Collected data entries
[Start of section]
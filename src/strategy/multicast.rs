use alloc::vec::Vec;

use tracing::debug;

use crate::{
    face::{EndpointId, FaceEndpoint},
    forwarder::ForwarderState,
    packet::{Interest, Nack},
    strategy::{
        is_next_hop_eligible, propagate_nack_if_all_nacked, reject_with_no_route,
        RetransmissionDecision, RetransmissionSuppression, Strategy,
    },
    tables::{pit::PitToken, NextHop},
};

/// Forwards every Interest to all eligible next hops, and offers pending
/// Interests to next hops that show up while they wait.
#[derive(Default)]
pub struct MulticastStrategy {
    suppression: RetransmissionSuppression,
}

impl MulticastStrategy {
    pub fn new(suppression: RetransmissionSuppression) -> Self {
        Self { suppression }
    }
}

impl Strategy for MulticastStrategy {
    fn name(&self) -> &'static str {
        "multicast"
    }

    fn after_receive_interest(
        &mut self,
        fw: &mut ForwarderState,
        interest: &Interest,
        ingress: FaceEndpoint,
        entry: PitToken,
    ) {
        let now = fw.now();
        let decision = self.suppression.decide(fw.pit_entry(entry), now);
        if decision == RetransmissionDecision::Suppress {
            debug!(
                "afterReceiveInterest in={} interest={} suppressed",
                ingress.face, interest.name
            );
            return;
        }

        let Some(ingress_info) = fw.face_info(ingress.face) else {
            return;
        };
        let egresses: Vec<_> = fw
            .lookup_fib(entry)
            .into_iter()
            .filter(|hop| match fw.face_info(hop.face) {
                Some(egress) => is_next_hop_eligible(&ingress_info, interest, &egress),
                None => false,
            })
            .map(|hop| hop.face)
            .collect();

        if egresses.is_empty() {
            if !fw.pit_entry(entry).has_pending_out_records(now) {
                reject_with_no_route(fw, ingress, entry);
            }
            return;
        }

        self.suppression
            .record_forwarded(fw.pit_entry_mut(entry), decision, now);
        for face in egresses {
            debug!(
                "afterReceiveInterest in={} interest={} to={}",
                ingress.face, interest.name, face
            );
            fw.send_interest(
                entry,
                FaceEndpoint::new(face, EndpointId::DEFAULT),
                interest.clone(),
            );
        }
    }

    fn after_receive_nack(
        &mut self,
        fw: &mut ForwarderState,
        nack: &Nack,
        ingress: FaceEndpoint,
        entry: PitToken,
    ) {
        debug!(
            "afterReceiveNack in={} nack={}~{}",
            ingress.face,
            nack.interest.name,
            nack.reason()
        );
        propagate_nack_if_all_nacked(fw, entry);
    }

    fn after_new_next_hop(&mut self, fw: &mut ForwarderState, next_hop: &NextHop, entry: PitToken) {
        let now = fw.now();
        let Some(egress) = fw.face_info(next_hop.face) else {
            return;
        };

        let pit_entry = fw.pit_entry(entry);
        if matches!(pit_entry.out_record(next_hop.face), Some(r) if r.is_pending(now)) {
            return;
        }

        // Any live downstream other than the new next hop can vouch for the Interest
        let downstream = pit_entry
            .in_records()
            .iter()
            .filter(|r| r.face != next_hop.face && r.expiry > now)
            .find_map(|r| {
                let ingress = fw.face_info(r.face)?;
                is_next_hop_eligible(&ingress, &r.interest, &egress).then(|| r.interest.clone())
            });

        let Some(interest) = downstream else {
            return;
        };
        debug!(
            "afterNewNextHop pitEntry={} to={}",
            pit_entry.name(),
            next_hop.face
        );
        fw.send_interest(
            entry,
            FaceEndpoint::new(next_hop.face, EndpointId::DEFAULT),
            interest,
        );
    }

    fn wants_new_next_hop_trigger(&self) -> bool {
        true
    }
}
[End of section]
Action item
From the entries above, extract each line containing "RetransmissionDecision".

Solution
        RetransmissionDecision, RetransmissionSuppression, Strategy,
        if decision == RetransmissionDecision::Suppress {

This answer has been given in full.